(I’m extremely tired and can’t make it out to Indiana to see my sister. So this is the only way to pass the time before work.)
God and Satan met at a neutral location; a Starbucks coffee shop in Hollywood, California.
Satan: Damn this mocha-whatever shit is AWESOME….
Satan takes a sip of his drink.
Satan: What’s happening my n……
God is drinking Tazo brand green tea.
God: Please don’t use that language.
Satan: Whatever. Anyways dude, I need you to do something about these people who commit suicide. I mean they are like killing the vibe in Hell and shit. Our corners can only hold so many and I’m tired of listening to All American Rejects.

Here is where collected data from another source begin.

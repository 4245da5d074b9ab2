//! Parser for constraint expression source text.
//!
//! Token handling lives here; the grammar itself is in `expr`.

mod expr;

use crate::ast::*;
use crate::error::{ParseError, ParseResult};
use crate::lexer::{Lexer, Token, TokenKind};

// ==================== PARSER STATE ====================

/// Parser state.
pub struct Parser {
    source: String,
    tokens: Vec<Token>,
    pos: usize,
}

impl Parser {
    /// Create a new parser from source text.
    pub fn new(input: &str) -> ParseResult<Self> {
        let tokens = Lexer::new(input).tokenize()?;
        Ok(Self {
            source: input.to_string(),
            tokens,
            pos: 0,
        })
    }

    /// Parse a complete expression; trailing tokens are an error.
    pub fn parse(mut self) -> ParseResult<Expr> {
        let expr = self.parse_expr()?;
        if !self.check(&TokenKind::Eof) {
            let token = self.peek();
            return Err(ParseError::unexpected_token(
                token.span,
                "end of expression",
                token.kind.name(),
            ));
        }
        Ok(expr)
    }
}

// ==================== TOKEN HELPERS ====================

impl Parser {
    pub(crate) fn peek(&self) -> &Token {
        self.tokens.get(self.pos).unwrap_or_else(|| {
            self.tokens
                .last()
                .expect("tokens should always end with EOF")
        })
    }

    pub(crate) fn peek_next(&self) -> &TokenKind {
        self.tokens
            .get(self.pos + 1)
            .map(|t| &t.kind)
            .unwrap_or(&TokenKind::Eof)
    }

    pub(crate) fn advance(&mut self) -> Token {
        let token = self.peek().clone();
        if self.pos < self.tokens.len() {
            self.pos += 1;
        }
        token
    }

    pub(crate) fn check(&self, kind: &TokenKind) -> bool {
        std::mem::discriminant(&self.peek().kind) == std::mem::discriminant(kind)
    }

    pub(crate) fn expect(&mut self, kind: &TokenKind) -> ParseResult<Token> {
        if self.check(kind) {
            Ok(self.advance())
        } else {
            let token = self.peek();
            Err(ParseError::unexpected_token(
                token.span,
                kind.name(),
                token.kind.name(),
            ))
        }
    }

    pub(crate) fn expect_ident(&mut self) -> ParseResult<String> {
        match self.peek().kind.clone() {
            TokenKind::Ident(name) => {
                self.advance();
                Ok(name)
            }
            _ => {
                let token = self.peek();
                Err(ParseError::unexpected_token(
                    token.span,
                    "identifier",
                    token.kind.name(),
                ))
            }
        }
    }

    /// Expect an identifier or a keyword used as a field name (`this.in`).
    /// A keyword keeps its source spelling, so `this.None` reads `None`.
    pub(crate) fn expect_name(&mut self) -> ParseResult<String> {
        let token = self.peek().clone();
        let name = match &token.kind {
            TokenKind::Ident(name) => name.clone(),
            kind if kind.is_keyword() => self.source[token.span.start..token.span.end].to_string(),
            _ => {
                return Err(ParseError::unexpected_token(
                    token.span,
                    "field name",
                    token.kind.name(),
                ));
            }
        };
        self.advance();
        Ok(name)
    }

    pub(crate) fn span_from(&self, start: Span) -> Span {
        let end_token = if self.pos > 0 {
            &self.tokens[self.pos - 1]
        } else {
            self.peek()
        };
        Span::new(start.start, end_token.span.end, start.line, start.column)
    }
}

// ==================== PUBLIC API ====================

/// Parse an expression from source text.
pub fn parse_expr(input: &str) -> ParseResult<Expr> {
    Parser::new(input)?.parse()
}

// ==================== TESTS ====================
//! Vigil Registry
//!
//! The constraint model: classes, enums, fields and their compiled
//! constraints, built once and read-only afterwards.
//!
//! Responsibilities:
//! - Compile constraint expressions at schema build time
//! - Check type references and union variant bindings
//! - Resolve `block.<name>` dependencies into a per-class evaluation order
//! - Reject dependency cycles before any value is validated

mod builder;
mod error;
mod resolve;
mod schema;
mod types;

pub use builder::{class_tag, ClassBuilder, SchemaBuilder};
pub use error::{SchemaError, SchemaResult};
pub use schema::Schema;
pub use types::{Block, Constraint, ConstraintKind, EnumDef, Field, FieldDef};
pub(crate) use types::ConstraintDef;
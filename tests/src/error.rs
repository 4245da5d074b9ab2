//! Scenario errors.

use thiserror::Error;
use vigil_registry::SchemaError;

#[derive(Debug, Error)]
pub enum ScenarioError {
    #[error("scenario '{0}' has no schema")]
    MissingSchema(String),

    #[error("schema error: {0}")]
    Schema(#[from] SchemaError),

    #[error("step '{step}' failed: {message}")]
    AssertionFailed { step: String, message: String },
}

impl ScenarioError {
    pub fn assertion_failed(step: impl Into<String>, message: impl Into<String>) -> Self {
        ScenarioError::AssertionFailed {
            step: step.into(),
            message: message.into(),
        }
    }
}

pub type ScenarioResult<T> = Result<T, ScenarioError>;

God: It is punishment for the life they have…
Satan interrupts before turning to face God.
Satan: Yeah, yeah the life they have taken, took, whatever is the past tense. But really aren’t they punished enough? Most of them have image issues, which to me is just ironic, you know with the whole created in god’s image crap. They have to sit in rooms with a know-it-all who ask the same questions over and over, why are you upset and shit. To top it off they are force fed medications that increase their level of depression.
God: I don’t know.
God: I really can’t make any exceptions.
Satan: You did it for the Japanese.
God: What can I say? I’m a fan of Nintendo.
Satan: Listen, buddy, I’ll keep the religious zealots who kill themselves in the name of God and shit.
God seems to ponder what to say next.
God: Okay. I’ll see what I can do.
Satan: That’s my man.
As God and Satan stand up and prepare to leave they embrace.
Satan: I’m not sure if these hugs ever make me feel comfortable.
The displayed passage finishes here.